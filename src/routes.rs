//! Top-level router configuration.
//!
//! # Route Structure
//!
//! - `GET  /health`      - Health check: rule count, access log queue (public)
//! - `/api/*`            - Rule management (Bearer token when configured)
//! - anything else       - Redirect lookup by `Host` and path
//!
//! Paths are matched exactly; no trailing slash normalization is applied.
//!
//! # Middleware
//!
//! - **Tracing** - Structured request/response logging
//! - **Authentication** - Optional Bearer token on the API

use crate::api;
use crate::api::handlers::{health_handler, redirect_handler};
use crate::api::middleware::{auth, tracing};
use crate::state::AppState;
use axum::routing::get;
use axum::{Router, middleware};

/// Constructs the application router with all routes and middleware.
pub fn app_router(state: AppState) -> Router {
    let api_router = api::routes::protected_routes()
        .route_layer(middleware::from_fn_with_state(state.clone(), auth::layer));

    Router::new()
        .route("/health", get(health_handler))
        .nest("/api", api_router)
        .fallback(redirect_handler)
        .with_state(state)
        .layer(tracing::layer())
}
::::::
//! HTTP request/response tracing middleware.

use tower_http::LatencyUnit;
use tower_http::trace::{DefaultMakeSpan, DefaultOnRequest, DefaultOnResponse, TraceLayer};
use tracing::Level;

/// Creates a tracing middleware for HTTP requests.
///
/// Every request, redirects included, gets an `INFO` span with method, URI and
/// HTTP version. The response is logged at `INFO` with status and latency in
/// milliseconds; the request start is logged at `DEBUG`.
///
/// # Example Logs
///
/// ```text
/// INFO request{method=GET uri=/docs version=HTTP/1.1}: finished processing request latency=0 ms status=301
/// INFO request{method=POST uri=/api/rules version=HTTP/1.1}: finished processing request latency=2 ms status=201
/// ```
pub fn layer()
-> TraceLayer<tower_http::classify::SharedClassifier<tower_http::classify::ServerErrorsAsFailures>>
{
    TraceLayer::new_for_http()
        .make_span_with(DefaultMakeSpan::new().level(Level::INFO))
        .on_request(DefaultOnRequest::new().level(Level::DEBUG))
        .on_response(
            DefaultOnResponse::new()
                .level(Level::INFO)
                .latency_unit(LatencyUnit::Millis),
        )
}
::::::
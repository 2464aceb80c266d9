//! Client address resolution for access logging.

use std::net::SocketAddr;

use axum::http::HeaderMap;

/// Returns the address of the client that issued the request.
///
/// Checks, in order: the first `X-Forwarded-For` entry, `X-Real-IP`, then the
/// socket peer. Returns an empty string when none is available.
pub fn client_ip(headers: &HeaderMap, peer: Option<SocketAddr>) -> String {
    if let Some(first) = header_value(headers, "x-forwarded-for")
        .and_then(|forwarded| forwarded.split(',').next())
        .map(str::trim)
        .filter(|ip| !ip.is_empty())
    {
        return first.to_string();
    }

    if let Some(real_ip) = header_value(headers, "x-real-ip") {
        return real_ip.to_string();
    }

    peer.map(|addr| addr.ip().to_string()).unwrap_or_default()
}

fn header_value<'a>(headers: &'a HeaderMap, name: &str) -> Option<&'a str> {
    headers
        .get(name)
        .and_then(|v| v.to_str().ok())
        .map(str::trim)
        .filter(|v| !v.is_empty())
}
::::::
#### [Task instructions]
Check each line of the entries for the string "HeaderMap". Copy the lines that have it.

#### [Answer space]
use axum::http::HeaderMap;
pub fn client_ip(headers: &HeaderMap, peer: Option<SocketAddr>) -> String {
fn header_value<'a>(headers: &'a HeaderMap, name: &str) -> Option<&'a str> {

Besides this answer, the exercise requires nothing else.